Exercise |
Look through the listing below for lines containing "MemoryCacheStorage". State how many there are, and nothing else.
────────────────────
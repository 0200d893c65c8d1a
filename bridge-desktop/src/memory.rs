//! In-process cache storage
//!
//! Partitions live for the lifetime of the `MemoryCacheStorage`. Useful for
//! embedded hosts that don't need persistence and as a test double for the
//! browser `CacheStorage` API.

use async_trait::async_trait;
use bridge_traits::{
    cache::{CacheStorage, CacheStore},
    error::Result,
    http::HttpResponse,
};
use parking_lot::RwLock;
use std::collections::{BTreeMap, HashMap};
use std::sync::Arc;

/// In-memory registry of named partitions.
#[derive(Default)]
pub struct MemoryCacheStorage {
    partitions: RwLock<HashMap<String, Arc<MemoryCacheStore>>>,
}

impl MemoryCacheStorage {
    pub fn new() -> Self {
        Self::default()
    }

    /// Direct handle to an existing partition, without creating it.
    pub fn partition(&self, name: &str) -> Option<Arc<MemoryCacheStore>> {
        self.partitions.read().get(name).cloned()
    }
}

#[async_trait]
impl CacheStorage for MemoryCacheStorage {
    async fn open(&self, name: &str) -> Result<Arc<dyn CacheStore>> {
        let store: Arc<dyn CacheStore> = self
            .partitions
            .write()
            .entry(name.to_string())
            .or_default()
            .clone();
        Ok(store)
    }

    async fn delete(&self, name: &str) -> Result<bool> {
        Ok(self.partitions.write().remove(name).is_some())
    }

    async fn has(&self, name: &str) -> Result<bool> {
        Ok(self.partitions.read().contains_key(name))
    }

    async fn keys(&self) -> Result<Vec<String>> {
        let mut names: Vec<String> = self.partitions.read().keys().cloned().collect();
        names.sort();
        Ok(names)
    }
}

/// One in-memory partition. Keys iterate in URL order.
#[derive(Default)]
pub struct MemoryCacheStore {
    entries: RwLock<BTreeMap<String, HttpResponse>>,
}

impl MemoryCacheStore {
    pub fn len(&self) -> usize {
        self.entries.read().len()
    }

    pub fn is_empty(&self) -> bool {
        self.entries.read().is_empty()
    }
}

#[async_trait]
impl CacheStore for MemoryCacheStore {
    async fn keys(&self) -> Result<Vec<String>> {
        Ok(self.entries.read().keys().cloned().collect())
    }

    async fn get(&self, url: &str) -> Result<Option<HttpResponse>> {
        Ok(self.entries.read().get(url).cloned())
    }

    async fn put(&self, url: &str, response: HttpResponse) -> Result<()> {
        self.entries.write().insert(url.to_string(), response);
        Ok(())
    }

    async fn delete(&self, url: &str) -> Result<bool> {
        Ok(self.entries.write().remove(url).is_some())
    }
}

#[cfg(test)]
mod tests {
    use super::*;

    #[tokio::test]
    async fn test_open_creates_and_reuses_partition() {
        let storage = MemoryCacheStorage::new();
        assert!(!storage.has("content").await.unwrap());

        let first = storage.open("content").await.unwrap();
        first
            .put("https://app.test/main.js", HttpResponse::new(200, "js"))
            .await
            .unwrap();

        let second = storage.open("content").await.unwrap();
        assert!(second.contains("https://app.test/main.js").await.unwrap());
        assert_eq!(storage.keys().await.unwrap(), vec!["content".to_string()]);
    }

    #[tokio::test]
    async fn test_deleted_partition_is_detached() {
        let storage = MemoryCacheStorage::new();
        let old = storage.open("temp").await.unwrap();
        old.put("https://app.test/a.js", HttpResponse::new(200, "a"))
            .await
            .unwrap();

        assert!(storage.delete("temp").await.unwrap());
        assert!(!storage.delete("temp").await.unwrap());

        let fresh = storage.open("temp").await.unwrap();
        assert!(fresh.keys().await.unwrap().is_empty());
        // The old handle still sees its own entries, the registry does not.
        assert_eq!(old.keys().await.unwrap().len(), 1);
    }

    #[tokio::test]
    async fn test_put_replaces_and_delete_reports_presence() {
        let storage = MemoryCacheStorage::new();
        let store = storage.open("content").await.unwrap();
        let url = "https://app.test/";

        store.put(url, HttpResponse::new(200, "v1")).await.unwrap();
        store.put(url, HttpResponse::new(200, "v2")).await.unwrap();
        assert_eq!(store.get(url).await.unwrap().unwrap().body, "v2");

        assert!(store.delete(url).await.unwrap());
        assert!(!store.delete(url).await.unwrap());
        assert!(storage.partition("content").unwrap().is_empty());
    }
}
────────────────────
Answer below |
7